Through the end of the data below, output every line exactly, beginning with the line that contains "let a = 40.0".

Provided records ::
· · · · ·
use logdomain_rs::{
    LogDomainError, LogSum, LogSumTable, MtRand, dirichlet_log_with, log_beta_with, log_gamma,
    log_sum_exact,
};
use std::sync::{Arc, OnceLock};
use std::thread;

fn table() -> &'static LogSumTable {
    static TABLE: OnceLock<LogSumTable> = OnceLock::new();
    TABLE.get_or_init(|| LogSumTable::build().expect("default table builds"))
}

fn draws(seed: u32, table: &LogSumTable) -> Vec<Vec<f64>> {
    let mut rng = MtRand::new(seed);
    (0..1000)
        .map(|_| dirichlet_log_with(&mut rng, &[0.1, 5.0, 2.0], table).unwrap())
        .collect()
}

#[test]
fn table_shared_by_scoped_threads() {
    let table = table();
    let serial: Vec<_> = (1..=4).map(|seed| draws(seed, table)).collect();

    let parallel: Vec<_> = thread::scope(|s| {
        let handles: Vec<_> = (1..=4)
            .map(|seed| s.spawn(move || draws(seed, table)))
            .collect();
        handles.into_iter().map(|h| h.join().unwrap()).collect()
    });

    assert_eq!(serial, parallel, "threads must reproduce the serial streams");
    for x in parallel.iter().flatten() {
        let total: f64 = x.iter().map(|v| v.exp()).sum();
        assert!((total - 1.0).abs() < 1e-9, "components sum to {}", total);
    }
}

#[test]
fn owned_table_behind_arc() {
    let table = Arc::new(
        LogSumTable::build_with(&logdomain_rs::LogSumConfig::default().with_panels(1000)).unwrap(),
    );
    let handles: Vec<_> = (0..3)
        .map(|i| {
            let table = Arc::clone(&table);
            thread::spawn(move || table.log_sum(i as f64, i as f64))
        })
        .collect();
    for (i, h) in handles.into_iter().enumerate() {
        let v = h.join().unwrap();
        assert!((v - (i as f64 + std::f64::consts::LN_2)).abs() < 1e-12);
    }
    match Arc::try_unwrap(table) {
        Ok(table) => table.release(),
        Err(_) => panic!("all clones were joined"),
    }
}

#[test]
fn table_log_sum_tracks_exact() {
    let table = table();
    let mut rng = MtRand::new(8);
    for _ in 0..100_000 {
        let a = 40.0 * rng.uniform_closed() - 20.0;
        let b = 40.0 * rng.uniform_closed() - 20.0;
        let fast = table.log_sum(a, b);
        let exact = log_sum_exact(a, b);
        assert!(
            (fast - exact).abs() < 1e-9,
            "log_sum({}, {}): table {} vs exact {}",
            a,
            b,
            fast,
            exact
        );
        assert_eq!(fast.to_bits(), table.log_sum(b, a).to_bits());
    }
}

#[test]
fn beta_mean_with_table() {
    let table = table();
    let mut rng = MtRand::new(11);
    let n = 100_000;
    let mean = (0..n)
        .map(|_| log_beta_with(&mut rng, 2.0, 2.0, table).unwrap().exp())
        .sum::<f64>()
        / n as f64;
    assert!((mean - 0.5).abs() < 0.01, "Beta(2,2) mean {}", mean);
}

#[test]
fn errors_propagate_with_question_mark() {
    fn two_gammas(rng: &mut MtRand, a: f64, b: f64) -> logdomain_rs::Result<f64> {
        Ok(log_gamma(rng, a)? + log_gamma(rng, b)?)
    }

    let mut rng = MtRand::new(1);
    assert!(two_gammas(&mut rng, 1.0, 2.0).is_ok());
    let err = two_gammas(&mut rng, 1.0, -1.0).unwrap_err();
    assert_eq!(
        err,
        LogDomainError::InvalidParameter {
            name: "shape",
            value: -1.0
        }
    );
    assert_eq!(err.to_string(), "invalid parameter: shape = -1");
}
· · · · ·
Result of this task ::
        let a = 40.0 * rng.uniform_closed() - 20.0;
        let b = 40.0 * rng.uniform_closed() - 20.0;
        let fast = table.log_sum(a, b);
        let exact = log_sum_exact(a, b);
        assert!(
            (fast - exact).abs() < 1e-9,
            "log_sum({}, {}): table {} vs exact {}",
            a,
            b,
            fast,
            exact
        );
        assert_eq!(fast.to_bits(), table.log_sum(b, a).to_bits());
    }
}

#[test]
fn beta_mean_with_table() {
    let table = table();
    let mut rng = MtRand::new(11);
    let n = 100_000;
    let mean = (0..n)
        .map(|_| log_beta_with(&mut rng, 2.0, 2.0, table).unwrap().exp())
        .sum::<f64>()
        / n as f64;
    assert!((mean - 0.5).abs() < 0.01, "Beta(2,2) mean {}", mean);
}

#[test]
fn errors_propagate_with_question_mark() {
    fn two_gammas(rng: &mut MtRand, a: f64, b: f64) -> logdomain_rs::Result<f64> {
        Ok(log_gamma(rng, a)? + log_gamma(rng, b)?)
    }

    let mut rng = MtRand::new(1);
    assert!(two_gammas(&mut rng, 1.0, 2.0).is_ok());
    let err = two_gammas(&mut rng, 1.0, -1.0).unwrap_err();
    assert_eq!(
        err,
        LogDomainError::InvalidParameter {
            name: "shape",
            value: -1.0
        }
    );
    assert_eq!(err.to_string(), "invalid parameter: shape = -1");
}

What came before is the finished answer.